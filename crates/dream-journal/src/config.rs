use anyhow::{Context, Result};
use std::env;
use std::path::PathBuf;
use std::time::Duration;
use tracing::{info, warn};

use crate::analysis::{AnalysisConfig, ImageFormat, Language};

#[derive(Debug, Clone)]
pub struct Config {
    pub db_path: PathBuf,
    pub api_key: Option<String>,
    pub api_base_url: String,
    pub chat_model: String,
    pub temperature: f32,
    pub image_model: String,
    pub image_size: String,
    pub image_quality: String,
    pub image_style: String,
    pub image_format: ImageFormat,
    pub language: Language,
    /// 0 disables the client-side timeout.
    pub request_timeout_seconds: u64,
}

impl Config {
    pub fn from_env() -> Result<Self> {
        if let Err(e) = dotenvy::dotenv() {
            warn!("Failed to load .env file: {}. Using system environment variables.", e);
        } else {
            info!("Loaded environment variables from .env file");
        }

        Self::from_lookup(|key| env::var(key).ok())
    }

    /// Build from any key lookup; `from_env` passes the process environment.
    pub fn from_lookup<F>(lookup: F) -> Result<Self>
    where
        F: Fn(&str) -> Option<String>,
    {
        let var = |key: &str, default: &str| lookup(key).unwrap_or_else(|| default.into());

        let temperature: f32 = var("DREAM_TEMPERATURE", "0.7")
            .parse()
            .context("DREAM_TEMPERATURE must be a number")?;
        if !(0.0..=2.0).contains(&temperature) {
            return Err(anyhow::anyhow!(
                "DREAM_TEMPERATURE must be between 0 and 2, got {}",
                temperature
            ));
        }

        Ok(Self {
            db_path: PathBuf::from(var("DREAM_DB_PATH", "./data/dreams.db")),
            api_key: lookup("OPENAI_API_KEY").filter(|key| !key.trim().is_empty()),
            api_base_url: var("OPENAI_BASE_URL", "https://api.openai.com/v1"),
            chat_model: var("DREAM_CHAT_MODEL", "gpt-4o-mini"),
            temperature,
            image_model: var("DREAM_IMAGE_MODEL", "dall-e-3"),
            image_size: var("DREAM_IMAGE_SIZE", "1024x1024"),
            image_quality: var("DREAM_IMAGE_QUALITY", "standard"),
            image_style: var("DREAM_IMAGE_STYLE", "vivid"),
            image_format: var("DREAM_IMAGE_FORMAT", "b64_json")
                .parse()
                .map_err(|e: String| anyhow::anyhow!("DREAM_IMAGE_FORMAT: {}", e))?,
            language: var("DREAM_LANGUAGE", "fr")
                .parse()
                .map_err(|e: String| anyhow::anyhow!("DREAM_LANGUAGE: {}", e))?,
            request_timeout_seconds: var("REQUEST_TIMEOUT_SECONDS", "0")
                .parse()
                .context("REQUEST_TIMEOUT_SECONDS must be a whole number of seconds")?,
        })
    }

    pub fn analysis_config(&self) -> AnalysisConfig {
        AnalysisConfig {
            api_key: self.api_key.clone(),
            base_url: self.api_base_url.clone(),
            chat_model: self.chat_model.clone(),
            temperature: self.temperature,
            image_model: self.image_model.clone(),
            image_size: self.image_size.clone(),
            image_quality: self.image_quality.clone(),
            image_style: self.image_style.clone(),
            image_format: self.image_format,
            language: self.language,
            request_timeout: (self.request_timeout_seconds > 0)
                .then(|| Duration::from_secs(self.request_timeout_seconds)),
        }
    }

    pub fn print_config(&self) {
        info!("Current Configuration:");
        info!("- Database: {}", self.db_path.display());
        info!("- API Base URL: {}", self.api_base_url);
        info!(
            "- API Key: {}",
            if self.api_key.is_some() { "set" } else { "not set" }
        );
        info!("- Chat Model: {} (temperature {})", self.chat_model, self.temperature);
        info!(
            "- Image: {} {} {} {} ({})",
            self.image_model,
            self.image_size,
            self.image_quality,
            self.image_style,
            self.image_format.as_str()
        );
        info!("- Language: {}", self.language);
        if self.request_timeout_seconds > 0 {
            info!("- Request Timeout: {}s", self.request_timeout_seconds);
        } else {
            info!("- Request Timeout: none");
        }
    }
}
//! Descriptive statistics over an in-memory dream collection.
//!
//! Everything here is pure: no storage, no clock except the time zone used to
//! bucket timestamps into hours, days and months.
pub mod calendar;

pub use calendar::{activity_calendar, activity_calendar_in, CalendarDay, Intensity};

use std::collections::{BTreeMap, HashMap};

use chrono::{DateTime, Datelike, Local, TimeZone, Timelike};
use serde::{Deserialize, Serialize};

use crate::journal_db::schema::Dream;

/// Number of keywords reported in `common_themes`.
pub const COMMON_THEMES_LIMIT: usize = 10;
/// Number of keywords reported per month.
pub const MONTHLY_THEMES_LIMIT: usize = 3;
/// Mood label for analyses whose `overallMood` is blank.
pub const UNKNOWN_MOOD: &str = "Unknown";

#[derive(Debug, Clone, PartialEq, Serialize, Deserialize)]
#[serde(rename_all = "camelCase")]
pub struct DreamInsights {
    pub total_dreams: usize,
    pub analyzed_dreams: usize,
    pub mood_distribution: BTreeMap<String, usize>,
    /// Most frequent keywords, descending; ties keep first-seen order.
    pub common_themes: Vec<ThemeCount>,
    /// `"HH:00"` buckets over every dream, analyzed or not.
    pub time_distribution: BTreeMap<String, usize>,
    pub average_confidence: f64,
    pub validated_interpretations: usize,
    /// Newest month first.
    pub monthly_trends: Vec<MonthlyTrend>,
}

#[derive(Debug, Clone, PartialEq, Eq, Serialize, Deserialize)]
pub struct ThemeCount {
    pub theme: String,
    pub count: usize,
}

#[derive(Debug, Clone, PartialEq, Eq, Serialize, Deserialize)]
#[serde(rename_all = "camelCase")]
pub struct MonthlyTrend {
    /// `"YYYY-MM"`
    pub month: String,
    pub count: usize,
    /// `None` when no dream of the month is analyzed.
    pub dominant_mood: Option<String>,
    pub dominant_themes: Vec<String>,
}

/// Counter that remembers insertion order so rankings break ties by first appearance.
#[derive(Debug, Default)]
struct OrderedCounter {
    index: HashMap<String, usize>,
    entries: Vec<(String, usize)>,
}

impl OrderedCounter {
    fn add(&mut self, key: &str) {
        match self.index.get(key) {
            Some(&slot) => self.entries[slot].1 += 1,
            None => {
                self.index.insert(key.to_string(), self.entries.len());
                self.entries.push((key.to_string(), 1));
            }
        }
    }

    /// Descending by count; `sort_by` is stable so equal counts keep first-seen order.
    fn ranked(&self) -> Vec<(String, usize)> {
        let mut ranked = self.entries.clone();
        ranked.sort_by(|a, b| b.1.cmp(&a.1));
        ranked
    }

    fn top(&self, n: usize) -> Vec<(String, usize)> {
        let mut ranked = self.ranked();
        ranked.truncate(n);
        ranked
    }
}

#[derive(Default)]
struct MonthBucket {
    count: usize,
    moods: OrderedCounter,
    themes: OrderedCounter,
}

fn mood_label(mood: &str) -> &str {
    if mood.trim().is_empty() {
        UNKNOWN_MOOD
    } else {
        mood
    }
}

/// Statistics bucketed in the local time zone.
pub fn compute_insights(dreams: &[Dream]) -> DreamInsights {
    compute_insights_in(dreams, &Local)
}

/// Statistics with hours and months taken in `tz`.
pub fn compute_insights_in<Tz: TimeZone>(dreams: &[Dream], tz: &Tz) -> DreamInsights {
    let mut mood_distribution = BTreeMap::new();
    let mut themes = OrderedCounter::default();
    let mut time_distribution = BTreeMap::new();
    let mut months: BTreeMap<String, MonthBucket> = BTreeMap::new();
    let mut analyzed_dreams = 0;
    let mut confidence_sum = 0u64;
    let mut explanation_count = 0u64;
    let mut validated_interpretations = 0;

    for dream in dreams {
        let local = local_time(dream.date, tz);
        if let Some(local) = &local {
            *time_distribution
                .entry(format!("{:02}:00", local.hour()))
                .or_insert(0) += 1;
        }
        let mut bucket = match &local {
            Some(local) => Some(
                months
                    .entry(format!("{:04}-{:02}", local.year(), local.month()))
                    .or_default(),
            ),
            None => None,
        };
        if let Some(bucket) = bucket.as_mut() {
            bucket.count += 1;
        }

        let Some(analysis) = &dream.analysis else {
            continue;
        };
        analyzed_dreams += 1;

        let mood = mood_label(&analysis.overall_mood);
        *mood_distribution.entry(mood.to_string()).or_insert(0) += 1;
        for keyword in &analysis.keywords {
            themes.add(keyword);
        }
        for explanation in analysis.explanations() {
            confidence_sum += u64::from(explanation.confidence);
            explanation_count += 1;
            if explanation.is_validated {
                validated_interpretations += 1;
            }
        }

        if let Some(bucket) = bucket {
            bucket.moods.add(mood);
            for keyword in &analysis.keywords {
                bucket.themes.add(keyword);
            }
        }
    }

    let average_confidence = if explanation_count == 0 {
        0.0
    } else {
        confidence_sum as f64 / explanation_count as f64
    };

    let monthly_trends = months
        .into_iter()
        .rev()
        .map(|(month, bucket)| MonthlyTrend {
            month,
            count: bucket.count,
            dominant_mood: bucket.moods.top(1).into_iter().next().map(|(mood, _)| mood),
            dominant_themes: bucket
                .themes
                .top(MONTHLY_THEMES_LIMIT)
                .into_iter()
                .map(|(theme, _)| theme)
                .collect(),
        })
        .collect();

    DreamInsights {
        total_dreams: dreams.len(),
        analyzed_dreams,
        mood_distribution,
        common_themes: themes
            .top(COMMON_THEMES_LIMIT)
            .into_iter()
            .map(|(theme, count)| ThemeCount { theme, count })
            .collect(),
        time_distribution,
        average_confidence,
        validated_interpretations,
        monthly_trends,
    }
}

/// `None` for timestamps outside chrono's representable range.
pub(crate) fn local_time<Tz: TimeZone>(millis: i64, tz: &Tz) -> Option<DateTime<Tz>> {
    tz.timestamp_millis_opt(millis).single()
}
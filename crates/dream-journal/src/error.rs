//! Error taxonomy for the record store, the analysis client and the journal service.

use thiserror::Error;

/// Failures raised by the record store.
#[derive(Debug, Error)]
pub enum StoreError {
    /// The underlying medium could not be opened or migrated.
    #[error("failed to initialize journal storage: {0}")]
    Init(String),

    #[error("journal storage is not initialized; call initialize() first")]
    Unavailable,

    #[error("a dream with id '{0}' already exists")]
    DuplicateKey(String),

    #[error("not found: {0}")]
    NotFound(String),

    #[error("invalid record: {0}")]
    Invalid(String),

    #[error("database error: {0}")]
    Database(#[from] rusqlite::Error),

    #[error("connection pool error: {0}")]
    Pool(#[from] r2d2::Error),

    #[error("serialization error: {0}")]
    Serialization(#[from] serde_json::Error),
}

impl StoreError {
    /// True when the error is a primary key / unique constraint violation.
    pub(crate) fn is_constraint_violation(err: &rusqlite::Error) -> bool {
        matches!(
            err,
            rusqlite::Error::SqliteFailure(e, _) if e.code == rusqlite::ErrorCode::ConstraintViolation
        )
    }
}

/// Failures raised by the analysis client.
#[derive(Debug, Error)]
pub enum AnalysisError {
    /// Transport failure or non-success HTTP status from the completion endpoint.
    #[error("analysis request failed: {0}")]
    Request(String),

    /// The completion text could not be coerced into the expected JSON shape.
    #[error("failed to parse analysis response: {0}")]
    Parse(String),

    #[error("image generation failed: {0}")]
    Image(String),

    #[error("no API key configured for the analysis service")]
    MissingApiKey,
}

/// Errors surfaced by the caller-facing journal service.
#[derive(Debug, Error)]
pub enum JournalError {
    #[error(transparent)]
    Store(#[from] StoreError),

    #[error(transparent)]
    Analysis(#[from] AnalysisError),
}

pub type StoreResult<T> = std::result::Result<T, StoreError>;
pub type AnalysisResult<T> = std::result::Result<T, AnalysisError>;
pub type JournalResult<T> = std::result::Result<T, JournalError>;
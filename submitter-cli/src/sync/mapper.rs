//! Row <-> object mapping
//!
//! A row object is built from the header left to right: commented columns are
//! dropped (unless asked to keep them), empty cells are dropped, headers the
//! profile does not know are dropped, and the rest is keyed by property name
//! and coerced per declared type. Writing back only touches cells for
//! properties present in the object.

use log::debug;
use serde_json::{Map, Value};

use crate::api::Profile;
use crate::sheet::{Sheet, is_commented};

use super::values::{format_cell, is_empty_value, parse_cell};

/// Indent width of exported JSON
pub const EXPORTED_JSON_INDENT: usize = 2;

/// A JSON object materialized from one data row
pub type RowObject = Map<String, Value>;

#[derive(Debug, Clone, Copy, PartialEq, Eq)]
pub struct MapperOptions {
    /// Keep `#`-prefixed control columns in the object (as plain text)
    pub keep_commented_props: bool,
    /// Leave hidden rows out of bulk conversions
    pub ignore_hidden_rows: bool,
}

impl Default for MapperOptions {
    fn default() -> Self {
        Self {
            keep_commented_props: false,
            ignore_hidden_rows: true,
        }
    }
}

/// Convert one sheet row into a row object
pub fn row_to_object(
    sheet: &Sheet,
    row: usize,
    profile: &Profile,
    keep_commented_props: bool,
) -> RowObject {
    let mut object = Map::new();

    for (col, header) in sheet.header() {
        if header.is_empty() {
            continue;
        }
        let commented = is_commented(header);
        if commented && !keep_commented_props {
            continue;
        }

        let text = sheet.cell(row, col);
        if text.trim().is_empty() {
            continue;
        }

        if commented {
            object.insert(header.to_string(), Value::String(text.to_string()));
            continue;
        }

        // Unknown headers are reported when the profile is applied, not here
        let Some(spec) = profile.resolve_header(header) else {
            continue;
        };

        object.insert(spec.name.clone(), parse_cell(text, &spec.property_type));
    }

    object
}

/// Write an object's properties into a row.
///
/// Only columns present in the header and in the object are written; every
/// other cell is left alone. Admin-only properties are written only when
/// `for_admin` is set. Returns the number of cells written.
pub fn object_to_row(
    sheet: &mut Sheet,
    row: usize,
    object: &RowObject,
    profile: &Profile,
    for_admin: bool,
) -> usize {
    let targets: Vec<(usize, String)> = sheet
        .header()
        .into_iter()
        .filter(|(_, header)| !header.is_empty() && !is_commented(header))
        .filter_map(|(col, header)| {
            let spec = profile.resolve_header(header)?;
            if spec.admin_only && !for_admin {
                return None;
            }
            let value = object.get(&spec.name)?;
            Some((col, format_cell(value, &spec.property_type)))
        })
        .collect();

    let written = targets.len();
    for (col, text) in targets {
        sheet.set_cell(row, col, text);
    }
    written
}

/// The row's identifying key: the first populated identifying property in
/// profile order, as (property, value used to address the remote object).
pub fn identifying_key(object: &RowObject, profile: &Profile) -> Option<(String, String)> {
    profile.identifying_properties().iter().find_map(|prop| {
        let value = object.get(prop)?;
        let id = match value {
            Value::String(s) => s.trim().to_string(),
            // Aliases and other array identifiers address by their first item
            Value::Array(items) => items.first().and_then(Value::as_str)?.trim().to_string(),
            Value::Number(n) => n.to_string(),
            _ => return None,
        };
        (!id.is_empty()).then(|| (prop.clone(), id))
    })
}

/// Identifying properties present in the object, restricted to those keys
pub fn identifying_subset(object: &RowObject, profile: &Profile) -> RowObject {
    profile
        .identifying_properties()
        .iter()
        .filter_map(|prop| {
            let value = object.get(prop)?;
            (!is_empty_value(value)).then(|| (prop.clone(), value.clone()))
        })
        .collect()
}

/// Map every eligible (non-skipped, optionally non-hidden) data row
pub fn export_sheet_to_objects(
    sheet: &Sheet,
    profile: &Profile,
    options: MapperOptions,
) -> Vec<(usize, RowObject)> {
    let rows: Vec<(usize, RowObject)> = sheet
        .data_rows(options.ignore_hidden_rows)
        .into_iter()
        .filter(|&row| !sheet.is_row_skipped(row))
        .map(|row| {
            (
                row,
                row_to_object(sheet, row, profile, options.keep_commented_props),
            )
        })
        .collect();
    debug!("Exported {} row(s) from sheet '{}'", rows.len(), sheet.name());
    rows
}

/// Export as a JSON array, pretty-printed with the given indent width
pub fn export_sheet_to_json(
    sheet: &Sheet,
    profile: &Profile,
    options: MapperOptions,
    indent: usize,
) -> serde_json::Result<String> {
    let objects: Vec<Value> = export_sheet_to_objects(sheet, profile, options)
        .into_iter()
        .map(|(_, object)| Value::Object(object))
        .collect();
    to_json_pretty(&Value::Array(objects), indent)
}

/// Pretty-print JSON with a fixed indent width
pub fn to_json_pretty(value: &Value, indent: usize) -> serde_json::Result<String> {
    use serde::Serialize;

    let indent = " ".repeat(indent);
    let formatter = serde_json::ser::PrettyFormatter::with_indent(indent.as_bytes());
    let mut buf = Vec::new();
    let mut serializer = serde_json::Serializer::with_formatter(&mut buf, formatter);
    value.serialize(&mut serializer)?;
    // serde_json only emits valid UTF-8
    Ok(String::from_utf8_lossy(&buf).into_owned())
}
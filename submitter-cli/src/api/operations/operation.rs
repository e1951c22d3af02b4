//! Core operation types for portal REST calls

use serde::{Deserialize, Serialize};
use serde_json::Value;

/// A single REST call against the portal, one per data row
#[derive(Debug, Clone, PartialEq, Serialize, Deserialize)]
pub enum Operation {
    /// Look up an existing object by one of its identifying values
    Fetch {
        /// Identifying value (accession, uuid, alias)
        id: String,
    },
    /// Create a new object in the profile's collection
    Create {
        /// Profile name (e.g., "measurement_set")
        profile: String,
        /// Object data as JSON
        data: Value,
    },
    /// Replace an existing object. Properties missing from `data` are removed remotely.
    Replace {
        id: String,
        data: Value,
    },
    /// Partially update an existing object
    Update {
        id: String,
        data: Value,
    },
}

impl Operation {
    pub fn fetch(id: impl Into<String>) -> Self {
        Self::Fetch { id: id.into() }
    }

    pub fn create(profile: impl Into<String>, data: Value) -> Self {
        Self::Create {
            profile: profile.into(),
            data,
        }
    }

    pub fn replace(id: impl Into<String>, data: Value) -> Self {
        Self::Replace {
            id: id.into(),
            data,
        }
    }

    pub fn update(id: impl Into<String>, data: Value) -> Self {
        Self::Update {
            id: id.into(),
            data,
        }
    }

    /// Get the HTTP method for this operation
    pub fn http_method(&self) -> &'static str {
        match self {
            Self::Fetch { .. } => "GET",
            Self::Create { .. } => "POST",
            Self::Replace { .. } => "PUT",
            Self::Update { .. } => "PATCH",
        }
    }

    /// Request body, if the method carries one
    pub fn payload(&self) -> Option<&Value> {
        match self {
            Self::Fetch { .. } => None,
            Self::Create { data, .. } | Self::Replace { data, .. } | Self::Update { data, .. } => {
                Some(data)
            }
        }
    }

    /// Relative path of the target resource, without the endpoint
    pub fn path(&self) -> String {
        match self {
            Self::Fetch { id } => format!("{}/?frame=object", urlencoding::encode(id)),
            Self::Create { profile, .. } => format!("{}/", urlencoding::encode(profile)),
            Self::Replace { id, .. } | Self::Update { id, .. } => {
                format!("{}/", urlencoding::encode(id))
            }
        }
    }
}

/// Raw portal reply: status code and optional JSON body
#[derive(Debug, Clone, PartialEq, Serialize, Deserialize)]
pub struct PortalResponse {
    pub status: u16,
    pub body: Option<Value>,
}

impl PortalResponse {
    pub fn new(status: u16, body: Option<Value>) -> Self {
        Self { status, body }
    }

    pub fn is_success(&self) -> bool {
        (200..300).contains(&self.status)
    }

    pub fn is_not_found(&self) -> bool {
        self.status == 404
    }

    /// The returned object. Write responses wrap it as `{"@graph": [object]}`.
    pub fn object(&self) -> Option<&serde_json::Map<String, Value>> {
        let body = self.body.as_ref()?;
        match body.get("@graph").and_then(Value::as_array) {
            Some(graph) => graph.first().and_then(Value::as_object),
            None => body.as_object(),
        }
    }

    /// One-line summary of the reply for the response column
    pub fn short_message(&self) -> String {
        if self.is_success() {
            return "success".to_string();
        }
        let described = self.body.as_ref().and_then(|body| {
            ["description", "detail", "title"]
                .iter()
                .find_map(|key| body.get(*key).and_then(Value::as_str))
        });
        match described {
            Some(text) => text.to_string(),
            None if self.is_not_found() => "not found".to_string(),
            None => "request failed".to_string(),
        }
    }
}
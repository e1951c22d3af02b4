//! `row-json` and `export`

use std::fs;
use std::path::PathBuf;

use anyhow::{Context, Result, bail};
use colored::*;
use serde_json::Value;

use super::session::Session;
use crate::cli::{GlobalArgs, RowArgs};
use crate::sheet::HEADER_ROW;
use crate::sync::{
    EXPORTED_JSON_INDENT, MapperOptions, export_sheet_to_json, row_to_object, to_json_pretty,
};

/// Print one row's object
pub async fn handle_row_json(args: &GlobalArgs, row: usize) -> Result<()> {
    let session = Session::open(args, false)?;
    let profile = session.fetch_profile().await?;
    let sheet = session.sheet()?;

    if row <= HEADER_ROW || row > sheet.last_row() {
        bail!(
            "Row {} is not a data row of '{}' (rows {}..={})",
            row,
            sheet.name(),
            HEADER_ROW + 1,
            sheet.last_row()
        );
    }

    let object = row_to_object(sheet, row, &profile, false);
    let text = to_json_pretty(&Value::Object(object), EXPORTED_JSON_INDENT)
        .context("Failed to format row as JSON")?;
    println!("{}", text);
    Ok(())
}

/// Print or write every eligible row as a JSON array
pub async fn handle_export(args: &GlobalArgs, output: Option<PathBuf>, rows: RowArgs) -> Result<()> {
    let session = Session::open(args, false)?;
    let profile = session.fetch_profile().await?;
    let sheet = session.sheet()?;

    let options = MapperOptions {
        ignore_hidden_rows: !rows.include_hidden,
        ..MapperOptions::default()
    };
    let text = export_sheet_to_json(sheet, &profile, options, EXPORTED_JSON_INDENT)
        .context("Failed to format sheet as JSON")?;

    match output {
        Some(path) => {
            fs::write(&path, &text)
                .with_context(|| format!("Failed to write output to: {}", path.display()))?;
            println!(
                "{} {}",
                "Exported to".green(),
                path.display().to_string().bright_green()
            );
        }
        None => println!("{}", text),
    }
    Ok(())
}
//! Excel workbook I/O
//!
//! calamine reads cell text and the package XML supplies hidden rows;
//! rust_xlsxwriter writes the whole workbook back, re-rendering the header
//! legend each time.

mod reader;
mod visibility;
mod writer;

pub use reader::read_workbook_xlsx;
pub use writer::write_workbook_xlsx;
//! `template` and `apply-profile`

use anyhow::Result;
use colored::*;

use super::session::{Session, confirm};
use crate::cli::GlobalArgs;
use crate::sheet::make_template;

/// Write the profile's header row, creating the workbook if needed
pub async fn handle_template(args: &GlobalArgs, for_admin: bool) -> Result<()> {
    let mut session = Session::open(args, true)?;
    let profile = session.fetch_profile().await?;

    if !confirm(
        &format!(
            "Write a '{}' header to sheet '{}'?",
            profile.name, session.sheet_name
        ),
        args.yes,
    )? {
        return Ok(());
    }

    let added = make_template(session.sheet_mut()?, &profile, for_admin);
    session.apply_profile(&profile)?;
    session.pin_settings(&profile);
    session.save()?;

    println!(
        "{} {} column(s) to '{}' for profile {}",
        "Added".green(),
        added,
        session.sheet_name,
        profile.name.bold()
    );
    Ok(())
}

/// Restyle the header without touching any data
pub async fn handle_apply_profile(args: &GlobalArgs) -> Result<()> {
    let mut session = Session::open(args, false)?;
    let profile = session.fetch_profile().await?;

    let missing = session.apply_profile(&profile)?;
    session.save()?;

    if missing.is_empty() {
        println!("{}", "All columns are defined in the profile".green());
    }
    Ok(())
}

◆ ◆ ◆ ◆ ◆

Say how many lines in the entries include the string "seen", and write nothing besides that number.

> [RESPONSE TO THE TASK] 2